**What you need to do:** Each line of the listing below must be returned exactly.

[Start of section]

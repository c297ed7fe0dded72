//! Test: every terminal run is reported exactly once, and the report
//! never changes the run's outcome

use crate::helpers::*;
use shipyard::core::{stage::DEFAULT_NOTIFY_STAGE, RunStatus, StageStatus, TaskStatus};
use shipyard::execution::ExecutionEvent;
use shipyard::persistence::HistoryStore;
use std::collections::HashMap;

fn reports_per_run(harness: &Harness) -> HashMap<uuid::Uuid, usize> {
    let mut counts = HashMap::new();
    for payload in harness.channel.payloads() {
        *counts.entry(payload.run_id).or_insert(0) += 1;
    }
    counts
}

#[tokio::test]
async fn test_each_run_reported_once_on_success() {
    let harness = Harness::gate_then_deploy();

    let runs = harness.orchestrator.dispatch(push_event()).await;

    let counts = reports_per_run(&harness);
    assert_eq!(counts.len(), runs.len());
    for run in &runs {
        assert_eq!(counts.get(&run.id), Some(&1), "run of {}", run.pipeline_name);
    }
}

#[tokio::test]
async fn test_run_reported_once_on_failure() {
    let harness = Harness::gate_then_deploy();
    harness
        .scripted
        .script("install-deps", Script::Fail("no network".to_string()));

    let runs = harness.orchestrator.dispatch(push_event()).await;

    let lint = run_of(&runs, "lint");
    assert_eq!(reports_per_run(&harness).get(&lint.id), Some(&1));

    let payload = &harness.channel.payloads()[0];
    assert_eq!(payload.status, RunStatus::Failure);
    let lint_stage = payload
        .stages
        .iter()
        .find(|s| s.name == "lint")
        .expect("lint stage in report");
    assert_eq!(lint_stage.status, StageStatus::Failure);
    assert_eq!(lint_stage.tasks[0].status, TaskStatus::Failure);
    assert_eq!(lint_stage.tasks[1].status, TaskStatus::Skipped);
}

#[tokio::test]
async fn test_notify_stage_is_last_and_carries_final_status() {
    let harness = Harness::gate_then_deploy();

    let runs = harness.orchestrator.dispatch(push_event()).await;

    for run in &runs {
        let last = run.stage_results.last().expect("stages recorded");
        assert_eq!(last.stage_name, DEFAULT_NOTIFY_STAGE);
        assert_eq!(last.status, StageStatus::Success);
        assert!(run.is_terminal());
    }

    // The report is built after the final status is decided
    let payload = &harness.channel.for_pipeline("build")[0];
    assert_eq!(payload.status, RunStatus::Success);
    assert!(payload.ended_at.is_some());
}

#[tokio::test]
async fn test_delivery_failure_does_not_change_outcome() {
    let harness = Harness::from_yaml(GATE_THEN_DEPLOY)
        .channel(RecordingChannel::rejecting())
        .build();

    let runs = harness.orchestrator.dispatch(push_event()).await;

    // Both runs still succeed and the chain still continues
    assert_eq!(runs.len(), 2);
    for run in &runs {
        assert_run_status(run, RunStatus::Success);
        assert_stage(run, DEFAULT_NOTIFY_STAGE, StageStatus::Failure);
    }

    // Delivery is attempted once per run, never retried
    assert_eq!(harness.channel.payloads().len(), 2);

    let failures = harness
        .events
        .lock()
        .iter()
        .filter(|e| matches!(e, ExecutionEvent::NotificationFailed { .. }))
        .count();
    assert_eq!(failures, 2);

    // History records the failed delivery apart from the stage counts
    for summary in harness.history.list_runs(None, 10).await.unwrap() {
        assert_eq!(summary.status, RunStatus::Success);
        assert_eq!(summary.failed_stages, 0);
        assert_eq!(summary.notified, Some(false));
    }
}

#[tokio::test]
async fn test_declared_notify_stage_is_used() {
    let yaml = r#"
pipelines:
  - name: "lint"
    on:
      push: {}
    stages:
      - name: "lint"
        tasks:
          - name: "run-linters"
            uses: "scripted"
      - name: "report"
        notify: true
"#;
    let harness = Harness::from_yaml(yaml).build();

    let runs = harness.orchestrator.dispatch(push_event()).await;

    let lint = run_of(&runs, "lint");
    let names: Vec<&str> = lint.stage_results.iter().map(|s| s.stage_name.as_str()).collect();
    assert_eq!(names, vec!["lint", "report"]);
    assert_eq!(harness.channel.payloads().len(), 1);
}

[End of section]

**Solution for this problem:**
repository c297ed7fe0dded72
//! Test: every terminal run is reported exactly once, and the report
//! never changes the run's outcome

use crate::helpers::*;
use shipyard::core::{stage::DEFAULT_NOTIFY_STAGE, RunStatus, StageStatus, TaskStatus};
use shipyard::execution::ExecutionEvent;
use shipyard::persistence::HistoryStore;
use std::collections::HashMap;

fn reports_per_run(harness: &Harness) -> HashMap<uuid::Uuid, usize> {
    let mut counts = HashMap::new();
    for payload in harness.channel.payloads() {
        *counts.entry(payload.run_id).or_insert(0) += 1;
    }
    counts
}

#[tokio::test]
async fn test_each_run_reported_once_on_success() {
    let harness = Harness::gate_then_deploy();

    let runs = harness.orchestrator.dispatch(push_event()).await;

    let counts = reports_per_run(&harness);
    assert_eq!(counts.len(), runs.len());
    for run in &runs {
        assert_eq!(counts.get(&run.id), Some(&1), "run of {}", run.pipeline_name);
    }
}

#[tokio::test]
async fn test_run_reported_once_on_failure() {
    let harness = Harness::gate_then_deploy();
    harness
        .scripted
        .script("install-deps", Script::Fail("no network".to_string()));

    let runs = harness.orchestrator.dispatch(push_event()).await;

    let lint = run_of(&runs, "lint");
    assert_eq!(reports_per_run(&harness).get(&lint.id), Some(&1));

    let payload = &harness.channel.payloads()[0];
    assert_eq!(payload.status, RunStatus::Failure);
    let lint_stage = payload
        .stages
        .iter()
        .find(|s| s.name == "lint")
        .expect("lint stage in report");
    assert_eq!(lint_stage.status, StageStatus::Failure);
    assert_eq!(lint_stage.tasks[0].status, TaskStatus::Failure);
    assert_eq!(lint_stage.tasks[1].status, TaskStatus::Skipped);
}

#[tokio::test]
async fn test_notify_stage_is_last_and_carries_final_status() {
    let harness = Harness::gate_then_deploy();

    let runs = harness.orchestrator.dispatch(push_event()).await;

    for run in &runs {
        let last = run.stage_results.last().expect("stages recorded");
        assert_eq!(last.stage_name, DEFAULT_NOTIFY_STAGE);
        assert_eq!(last.status, StageStatus::Success);
        assert!(run.is_terminal());
    }

    // The report is built after the final status is decided
    let payload = &harness.channel.for_pipeline("build")[0];
    assert_eq!(payload.status, RunStatus::Success);
    assert!(payload.ended_at.is_some());
}

#[tokio::test]
async fn test_delivery_failure_does_not_change_outcome() {
    let harness = Harness::from_yaml(GATE_THEN_DEPLOY)
        .channel(RecordingChannel::rejecting())
        .build();

    let runs = harness.orchestrator.dispatch(push_event()).await;

    // Both runs still succeed and the chain still continues
    assert_eq!(runs.len(), 2);
    for run in &runs {
        assert_run_status(run, RunStatus::Success);
        assert_stage(run, DEFAULT_NOTIFY_STAGE, StageStatus::Failure);
    }

    // Delivery is attempted once per run, never retried
    assert_eq!(harness.channel.payloads().len(), 2);

    let failures = harness
        .events
        .lock()
        .iter()
        .filter(|e| matches!(e, ExecutionEvent::NotificationFailed { .. }))
        .count();
    assert_eq!(failures, 2);

    // History records the failed delivery apart from the stage counts
    for summary in harness.history.list_runs(None, 10).await.unwrap() {
        assert_eq!(summary.status, RunStatus::Success);
        assert_eq!(summary.failed_stages, 0);
        assert_eq!(summary.notified, Some(false));
    }
}

#[tokio::test]
async fn test_declared_notify_stage_is_used() {
    let yaml = r#"
pipelines:
  - name: "lint"
    on:
      push: {}
    stages:
      - name: "lint"
        tasks:
          - name: "run-linters"
            uses: "scripted"
      - name: "report"
        notify: true
"#;
    let harness = Harness::from_yaml(yaml).build();

    let runs = harness.orchestrator.dispatch(push_event()).await;

    let lint = run_of(&runs, "lint");
    let names: Vec<&str> = lint.stage_results.iter().map(|s| s.stage_name.as_str()).collect();
    assert_eq!(names, vec!["lint", "report"]);
    assert_eq!(harness.channel.payloads().len(), 1);
}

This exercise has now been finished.